De regreso a tierra, cruzamos la península de Tröllaskagi, entre montañas que rozan el cielo, hasta detenernos en Siglufjörður. Este rincón, que vivió una auténtica “fiebre del oro” gracias al arenque, aún conserva el encanto nostálgico de los pueblos que parecen colgar del borde del mundo. Finalmente, atravesamos valles repletos de caballos islandeses hasta llegar a Laugarbakki, donde buscaremos una vez más el rastro de las auroras boreales en la tranquilidad del campo.

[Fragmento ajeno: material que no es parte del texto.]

// Delivery actions. Neither route touches the store yet: both echo the
// request body back as if the action had been applied.
// TODO: persist status changes once the delivery workflow is defined.

use axum::{
    body::Bytes,
    extract::{
        rejection::{BytesRejection, PathRejection},
        Path,
    },
};
use serde_json::{Map, Value};

use crate::error::ApiError;
use crate::middleware::{ApiResponse, ApiResult};
use crate::types::Resource;

/// Actions are mounted under /api/:resource/:id, only deliveries have them
fn delivery_id(resource: &str, id: String, action: &str) -> Result<String, ApiError> {
    match resource.parse::<Resource>()? {
        Resource::Deliveries => Ok(id),
        other => Err(ApiError::not_found(format!("{} has no '{}' action", other.singular(), action))),
    }
}

/// `{id, ...body}`; body keys win. An empty body is treated as `{}`.
fn echo_payload(id: String, body: &Bytes) -> Result<Map<String, Value>, ApiError> {
    let mut data = Map::new();
    data.insert("id".into(), Value::String(id));

    if body.iter().all(u8::is_ascii_whitespace) {
        return Ok(data);
    }
    match serde_json::from_slice::<Value>(body) {
        Ok(Value::Object(fields)) => {
            data.extend(fields);
            Ok(data)
        }
        Ok(_) => Err(ApiError::bad_request("Request body must be a JSON object")),
        Err(e) => Err(ApiError::bad_request(format!("Invalid JSON body: {}", e))),
    }
}

/// POST /api/deliveries/:id/cancel
pub async fn cancel(
    path: Result<Path<(String, String)>, PathRejection>,
    body: Result<Bytes, BytesRejection>,
) -> ApiResult<Map<String, Value>> {
    let Path((resource, id)) = path?;
    let id = delivery_id(&resource, id, "cancel")?;
    let body = body?;
    tracing::warn!(delivery = %id, "cancel requested; not persisted");
    let message = format!("Delivery {} cancelled successfully", id);
    Ok(ApiResponse::success(echo_payload(id, &body)?, message))
}

/// POST /api/deliveries/:id/complete
pub async fn complete(
    path: Result<Path<(String, String)>, PathRejection>,
    body: Result<Bytes, BytesRejection>,
) -> ApiResult<Map<String, Value>> {
    let Path((resource, id)) = path?;
    let id = delivery_id(&resource, id, "complete")?;
    let body = body?;
    tracing::warn!(delivery = %id, "completion requested; not persisted");
    let message = format!("Delivery {} completed successfully", id);
    Ok(ApiResponse::success(echo_payload(id, &body)?, message))
}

Para cerrar esta aventura de seis días, nos adentramos en los tesoros del oeste de Islandia, comenzando con una caminata hasta la cima del cráter Grábrók para contemplar un paisaje que parece sacado de la Luna. La ruta nos lleva después a sentir la fuerza de la tierra en Deildartunguhver, las termas más potentes de Europa, antes de maravillarnos con la delicadeza de Hraunfossar, donde miles de riachuelos brotan directamente de la lava, y la cercana Barnafoss, marcada por su melancólica leyenda.
El viaje adquiere un tinte cultural en Reykholt, donde los pasos del poeta Snorri Sturluson aún resuenan junto a su piscina de agua termal milenaria. Finalmente, bordeamos las aguas tranquilas del Fiordo de las Ballenas en el último tramo del camino, regresando a Reykjavik al atardecer para despedir una travesía inolvidable por la isla de hielo y fuego.